Say how many lines of the data contain "program", and nothing more.

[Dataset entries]
******************************
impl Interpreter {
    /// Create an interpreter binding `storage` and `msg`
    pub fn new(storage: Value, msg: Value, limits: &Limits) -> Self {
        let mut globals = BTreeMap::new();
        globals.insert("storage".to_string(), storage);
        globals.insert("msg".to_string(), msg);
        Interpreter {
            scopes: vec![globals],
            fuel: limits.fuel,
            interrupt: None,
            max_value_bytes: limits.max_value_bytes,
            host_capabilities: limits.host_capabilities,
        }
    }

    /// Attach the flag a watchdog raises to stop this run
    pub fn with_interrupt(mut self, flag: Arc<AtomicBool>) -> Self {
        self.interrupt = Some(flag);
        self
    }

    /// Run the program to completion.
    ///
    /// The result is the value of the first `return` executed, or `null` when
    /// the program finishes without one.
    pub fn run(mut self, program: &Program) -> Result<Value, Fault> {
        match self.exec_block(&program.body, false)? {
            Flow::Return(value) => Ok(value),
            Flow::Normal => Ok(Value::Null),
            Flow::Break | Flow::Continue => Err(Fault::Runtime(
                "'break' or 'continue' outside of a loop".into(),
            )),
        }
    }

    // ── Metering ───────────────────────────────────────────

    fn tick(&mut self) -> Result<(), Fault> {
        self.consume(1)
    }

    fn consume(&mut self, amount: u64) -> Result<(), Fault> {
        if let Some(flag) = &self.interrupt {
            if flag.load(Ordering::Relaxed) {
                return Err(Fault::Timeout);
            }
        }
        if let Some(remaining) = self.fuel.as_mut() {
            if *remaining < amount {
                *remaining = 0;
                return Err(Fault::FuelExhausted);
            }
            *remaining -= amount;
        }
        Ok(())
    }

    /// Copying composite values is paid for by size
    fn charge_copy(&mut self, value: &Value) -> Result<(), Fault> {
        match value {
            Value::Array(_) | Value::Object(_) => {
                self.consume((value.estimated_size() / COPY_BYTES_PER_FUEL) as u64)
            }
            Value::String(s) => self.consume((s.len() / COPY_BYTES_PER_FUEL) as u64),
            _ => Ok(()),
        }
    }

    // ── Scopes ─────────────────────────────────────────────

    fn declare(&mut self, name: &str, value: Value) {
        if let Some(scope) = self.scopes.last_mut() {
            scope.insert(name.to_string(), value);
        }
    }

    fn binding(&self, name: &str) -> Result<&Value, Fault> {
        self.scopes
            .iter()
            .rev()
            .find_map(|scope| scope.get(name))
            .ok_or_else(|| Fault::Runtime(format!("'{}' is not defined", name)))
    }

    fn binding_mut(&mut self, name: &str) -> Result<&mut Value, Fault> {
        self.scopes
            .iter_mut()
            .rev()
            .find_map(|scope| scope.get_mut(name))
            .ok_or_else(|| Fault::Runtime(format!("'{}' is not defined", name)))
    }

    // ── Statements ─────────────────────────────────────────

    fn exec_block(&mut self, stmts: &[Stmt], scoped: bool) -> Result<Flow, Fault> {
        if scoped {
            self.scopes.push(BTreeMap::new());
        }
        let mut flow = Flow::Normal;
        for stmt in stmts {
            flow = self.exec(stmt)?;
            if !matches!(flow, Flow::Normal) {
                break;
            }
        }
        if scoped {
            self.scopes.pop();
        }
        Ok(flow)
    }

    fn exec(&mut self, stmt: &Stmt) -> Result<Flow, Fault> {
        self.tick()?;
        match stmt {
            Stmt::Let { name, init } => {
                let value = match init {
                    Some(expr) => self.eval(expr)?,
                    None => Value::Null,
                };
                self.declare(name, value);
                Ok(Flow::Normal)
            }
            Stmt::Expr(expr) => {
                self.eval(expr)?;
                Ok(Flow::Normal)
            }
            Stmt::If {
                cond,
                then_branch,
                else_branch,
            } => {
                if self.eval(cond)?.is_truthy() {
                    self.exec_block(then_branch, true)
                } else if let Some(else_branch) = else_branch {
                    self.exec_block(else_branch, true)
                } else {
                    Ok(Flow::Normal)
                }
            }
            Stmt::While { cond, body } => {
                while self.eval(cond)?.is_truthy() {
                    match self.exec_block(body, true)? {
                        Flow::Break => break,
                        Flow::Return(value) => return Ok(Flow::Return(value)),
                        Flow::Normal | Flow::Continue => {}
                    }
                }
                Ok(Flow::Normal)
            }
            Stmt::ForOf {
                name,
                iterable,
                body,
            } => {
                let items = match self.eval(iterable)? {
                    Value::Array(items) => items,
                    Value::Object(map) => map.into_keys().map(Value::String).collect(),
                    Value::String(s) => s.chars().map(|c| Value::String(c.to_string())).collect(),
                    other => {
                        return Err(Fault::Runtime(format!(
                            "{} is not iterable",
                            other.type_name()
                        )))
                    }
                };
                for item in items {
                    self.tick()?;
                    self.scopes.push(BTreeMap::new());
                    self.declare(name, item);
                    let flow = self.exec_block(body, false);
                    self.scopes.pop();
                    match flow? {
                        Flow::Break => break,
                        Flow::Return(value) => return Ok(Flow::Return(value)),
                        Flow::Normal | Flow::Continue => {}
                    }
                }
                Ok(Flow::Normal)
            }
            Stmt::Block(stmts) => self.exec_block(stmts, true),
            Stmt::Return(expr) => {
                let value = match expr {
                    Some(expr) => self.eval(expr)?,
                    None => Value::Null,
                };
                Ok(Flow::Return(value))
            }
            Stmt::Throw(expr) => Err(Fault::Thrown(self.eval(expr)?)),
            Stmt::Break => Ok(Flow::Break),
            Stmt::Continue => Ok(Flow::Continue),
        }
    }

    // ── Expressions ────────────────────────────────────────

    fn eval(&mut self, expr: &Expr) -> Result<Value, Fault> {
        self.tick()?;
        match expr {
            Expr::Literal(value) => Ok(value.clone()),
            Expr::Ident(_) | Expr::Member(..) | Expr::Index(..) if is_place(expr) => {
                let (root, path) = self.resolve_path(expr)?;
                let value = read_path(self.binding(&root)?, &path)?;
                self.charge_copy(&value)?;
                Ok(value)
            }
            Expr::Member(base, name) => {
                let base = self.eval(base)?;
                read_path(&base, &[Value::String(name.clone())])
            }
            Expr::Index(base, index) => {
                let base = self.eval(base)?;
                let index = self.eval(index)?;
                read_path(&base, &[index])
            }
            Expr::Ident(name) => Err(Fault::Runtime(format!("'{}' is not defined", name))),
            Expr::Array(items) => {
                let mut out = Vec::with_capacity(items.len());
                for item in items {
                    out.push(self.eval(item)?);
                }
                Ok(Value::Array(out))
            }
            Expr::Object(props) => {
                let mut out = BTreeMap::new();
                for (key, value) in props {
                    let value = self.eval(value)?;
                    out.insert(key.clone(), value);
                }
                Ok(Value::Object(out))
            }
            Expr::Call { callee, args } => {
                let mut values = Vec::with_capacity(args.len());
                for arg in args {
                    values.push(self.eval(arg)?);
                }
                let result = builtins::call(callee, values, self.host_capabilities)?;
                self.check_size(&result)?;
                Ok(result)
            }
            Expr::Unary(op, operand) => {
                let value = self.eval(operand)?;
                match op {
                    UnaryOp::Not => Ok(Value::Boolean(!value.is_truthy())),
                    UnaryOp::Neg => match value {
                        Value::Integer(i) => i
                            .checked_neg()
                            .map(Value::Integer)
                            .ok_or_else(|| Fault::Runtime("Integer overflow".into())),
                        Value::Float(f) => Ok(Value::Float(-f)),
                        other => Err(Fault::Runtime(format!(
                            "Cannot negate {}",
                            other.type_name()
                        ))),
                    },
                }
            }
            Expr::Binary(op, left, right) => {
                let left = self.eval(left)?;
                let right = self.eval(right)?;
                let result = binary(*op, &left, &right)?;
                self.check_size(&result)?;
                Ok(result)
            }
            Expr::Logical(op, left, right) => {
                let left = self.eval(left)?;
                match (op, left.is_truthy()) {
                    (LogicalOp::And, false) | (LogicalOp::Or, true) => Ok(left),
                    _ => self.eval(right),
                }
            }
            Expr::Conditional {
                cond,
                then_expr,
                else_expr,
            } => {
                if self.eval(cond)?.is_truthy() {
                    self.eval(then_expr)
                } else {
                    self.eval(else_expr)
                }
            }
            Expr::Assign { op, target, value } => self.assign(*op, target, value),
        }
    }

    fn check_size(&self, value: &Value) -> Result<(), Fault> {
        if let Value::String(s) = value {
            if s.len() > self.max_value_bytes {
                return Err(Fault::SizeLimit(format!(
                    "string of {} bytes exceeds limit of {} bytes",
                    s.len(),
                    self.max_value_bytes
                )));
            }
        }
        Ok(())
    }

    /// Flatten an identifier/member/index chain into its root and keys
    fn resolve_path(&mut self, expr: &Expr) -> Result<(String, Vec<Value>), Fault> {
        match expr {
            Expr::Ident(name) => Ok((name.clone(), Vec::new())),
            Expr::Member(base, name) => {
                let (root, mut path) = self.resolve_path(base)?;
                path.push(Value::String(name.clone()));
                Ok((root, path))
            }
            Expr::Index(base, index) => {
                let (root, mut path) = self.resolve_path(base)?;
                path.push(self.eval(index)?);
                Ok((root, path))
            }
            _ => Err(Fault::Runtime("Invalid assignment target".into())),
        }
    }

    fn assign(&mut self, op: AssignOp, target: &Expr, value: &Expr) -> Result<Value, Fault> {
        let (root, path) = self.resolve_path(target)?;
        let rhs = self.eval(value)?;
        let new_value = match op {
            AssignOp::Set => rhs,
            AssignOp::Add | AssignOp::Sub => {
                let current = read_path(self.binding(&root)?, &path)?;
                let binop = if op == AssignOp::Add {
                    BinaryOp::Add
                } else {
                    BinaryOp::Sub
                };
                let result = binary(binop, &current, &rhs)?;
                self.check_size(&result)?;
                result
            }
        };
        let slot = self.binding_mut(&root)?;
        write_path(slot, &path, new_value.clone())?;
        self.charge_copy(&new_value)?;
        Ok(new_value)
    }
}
******************************
**Written solution:** 4